YOUR OBJECTIVE: Restate, word for word, the lines from the opening line of the data through the line containing "if entries.iter().any(|e| e.tensor.id()", both included, and nothing else.

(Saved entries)
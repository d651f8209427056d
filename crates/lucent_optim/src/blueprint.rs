use crate::{lbfgsb::Objective, options::Bound};
use lucent_core::{
    dtype::DType,
    error::{Error, Result},
};
use lucent_tensor::Tensor;

#[derive(Debug, Clone)]
struct ParamEntry {
    tensor: Tensor,
    offset: usize,
    shape: Vec<usize>,
    size: usize,
}

/// Layout of the flat parameter vector: where each parameter's elements live
/// and which shape they scatter back into.
#[derive(Debug, Clone)]
pub struct ParamTable {
    entries: Vec<ParamEntry>,
    len: usize,
}

impl ParamTable {
    pub fn new(params: &[Tensor]) -> Result<Self> {
        if params.is_empty() {
            return Err(Error::InvalidArgument("no parameters to optimize".to_string()));
        }

        let mut entries: Vec<ParamEntry> = Vec::with_capacity(params.len());
        let mut offset = 0;
        for param in params {
            if !param.is_leaf() || !param.requires_grad() {
                return Err(Error::InvalidArgument(format!(
                    "parameters must be leaves with gradient tracking, got {:?}",
                    param
                )));
            }
            if entries.iter().any(|e| e.tensor.id() == param.id()) {
                return Err(Error::InvalidArgument(format!("parameter {:?} is listed twice", param)));
            }
            let dtype = param.dtype()?;
            if dtype != DType::F64 {
                return Err(Error::DTypeMismatch {
                    expected: DType::F64,
                    got: dtype,
                });
            }

            let shape = param.shape()?;
            let size = shape.iter().product();
            log::debug!("parameter {:?}: offset {}, shape {:?}", param.id(), offset, shape);
            entries.push(ParamEntry {
                tensor: param.clone(),
                offset,
                shape,
                size,
            });
            offset += size;
        }

        Ok(Self { entries, len: offset })
    }

    pub fn len(&self) -> usize {
        self.len
    }

    pub fn is_empty(&self) -> bool {
        self.len == 0
    }

    pub fn shapes(&self) -> Vec<Vec<usize>> {
        self.entries.iter().map(|e| e.shape.clone()).collect()
    }

    /// Current parameter values, concatenated.
    pub fn gather(&self) -> Result<Vec<f64>> {
        let mut x = Vec::with_capacity(self.len);
        for entry in &self.entries {
            x.extend(entry.tensor.data()?.to_flatten_vec()?);
        }
        Ok(x)
    }

    /// Accumulated gradients, concatenated. Parameters without a gradient
    /// contribute zeros.
    pub fn gather_grad(&self) -> Result<Vec<f64>> {
        let mut g = Vec::with_capacity(self.len);
        for entry in &self.entries {
            match entry.tensor.grad()? {
                Some(grad) => g.extend(grad.to_flatten_vec()?),
                None => g.extend(std::iter::repeat(0.0).take(entry.size)),
            }
        }
        Ok(g)
    }

    pub fn scatter(&self, x: &[f64]) -> Result<()> {
        if x.len() != self.len {
            return Err(Error::ShapeMismatch {
                expected: vec![self.len],
                got: vec![x.len()],
                msg: "parameter vector".to_string(),
            });
        }
        for entry in &self.entries {
            entry.tensor.assign_flat(&x[entry.offset..entry.offset + entry.size])?;
        }
        Ok(())
    }
}

/// A cost graph seen as a function of the flat parameter vector.
pub struct Blueprint {
    cost: Tensor,
    table: ParamTable,
    analytic_grad: bool,
    lower: Vec<f64>,
    upper: Vec<f64>,
    extra_evaluations: usize,
}

impl Blueprint {
    pub fn new(cost: &Tensor, params: &[Tensor], analytic_grad: bool) -> Result<Self> {
        let table = ParamTable::new(params)?;
        if let Some(param) = params.iter().find(|p| !cost.tracks_leaf(p)) {
            return Err(Error::InvalidArgument(format!(
                "parameter {:?} does not reach the cost with gradient tracking; \
                 enable tracking before building the cost graph",
                param
            )));
        }
        Ok(Self {
            cost: cost.clone(),
            lower: vec![f64::NEG_INFINITY; table.len()],
            upper: vec![f64::INFINITY; table.len()],
            table,
            analytic_grad,
            extra_evaluations: 0,
        })
    }

    pub fn with_bounds(mut self, bounds: &[Bound]) -> Self {
        self.lower = bounds.iter().map(Bound::lower).collect();
        self.upper = bounds.iter().map(Bound::upper).collect();
        self
    }

    pub fn table(&self) -> &ParamTable {
        &self.table
    }

    /// Cost evaluations spent on finite differences.
    pub fn extra_evaluations(&self) -> usize {
        self.extra_evaluations
    }

    fn evaluate(&self) -> Result<f64> {
        self.cost.item()?.as_f64()
    }

    fn finite_difference(&mut self, x: &[f64]) -> Result<Vec<f64>> {
        self.table.scatter(x)?;
        let f0 = self.evaluate()?;
        self.extra_evaluations += 1;

        let mut shifted = x.to_vec();
        let mut grad = Vec::with_capacity(x.len());
        for i in 0..x.len() {
            let lower = self.lower.get(i).copied().unwrap_or(f64::NEG_INFINITY);
            let upper = self.upper.get(i).copied().unwrap_or(f64::INFINITY);
            let mut h = f64::EPSILON.sqrt() * x[i].abs().max(1.0);
            if x[i] + h > upper {
                h = -h;
                // box narrower than the step on both sides: shrink it to fit
                if x[i] + h < lower {
                    h = if upper - x[i] >= x[i] - lower { upper - x[i] } else { lower - x[i] };
                }
            }
            if h == 0.0 {
                grad.push(0.0);
                continue;
            }
            shifted[i] = x[i] + h;
            self.table.scatter(&shifted)?;
            let f = self.evaluate()?;
            self.extra_evaluations += 1;
            grad.push((f - f0) / h);
            shifted[i] = x[i];
        }
        self.table.scatter(x)?;
        Ok(grad)
    }
}

impl Objective for Blueprint {
    fn value(&mut self, x: &[f64]) -> Result<f64> {
        self.table.scatter(x)?;
        self.evaluate()
    }

    fn gradient(&mut self, x: &[f64]) -> Result<Vec<f64>> {
        if !self.analytic_grad {
            return self.finite_difference(x);
        }
        self.table.scatter(x)?;
        self.cost.zero_grad()?;
        self.cost.backward()?;
        self.table.gather_grad()
    }
}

RESULT OF THIS EXERCISE:
repository d651f8209427056d
filename crates/lucent_optim/src/blueprint.rs
use crate::{lbfgsb::Objective, options::Bound};
use lucent_core::{
    dtype::DType,
    error::{Error, Result},
};
use lucent_tensor::Tensor;

#[derive(Debug, Clone)]
struct ParamEntry {
    tensor: Tensor,
    offset: usize,
    shape: Vec<usize>,
    size: usize,
}

/// Layout of the flat parameter vector: where each parameter's elements live
/// and which shape they scatter back into.
#[derive(Debug, Clone)]
pub struct ParamTable {
    entries: Vec<ParamEntry>,
    len: usize,
}

impl ParamTable {
    pub fn new(params: &[Tensor]) -> Result<Self> {
        if params.is_empty() {
            return Err(Error::InvalidArgument("no parameters to optimize".to_string()));
        }

        let mut entries: Vec<ParamEntry> = Vec::with_capacity(params.len());
        let mut offset = 0;
        for param in params {
            if !param.is_leaf() || !param.requires_grad() {
                return Err(Error::InvalidArgument(format!(
                    "parameters must be leaves with gradient tracking, got {:?}",
                    param
                )));
            }
            if entries.iter().any(|e| e.tensor.id() == param.id()) {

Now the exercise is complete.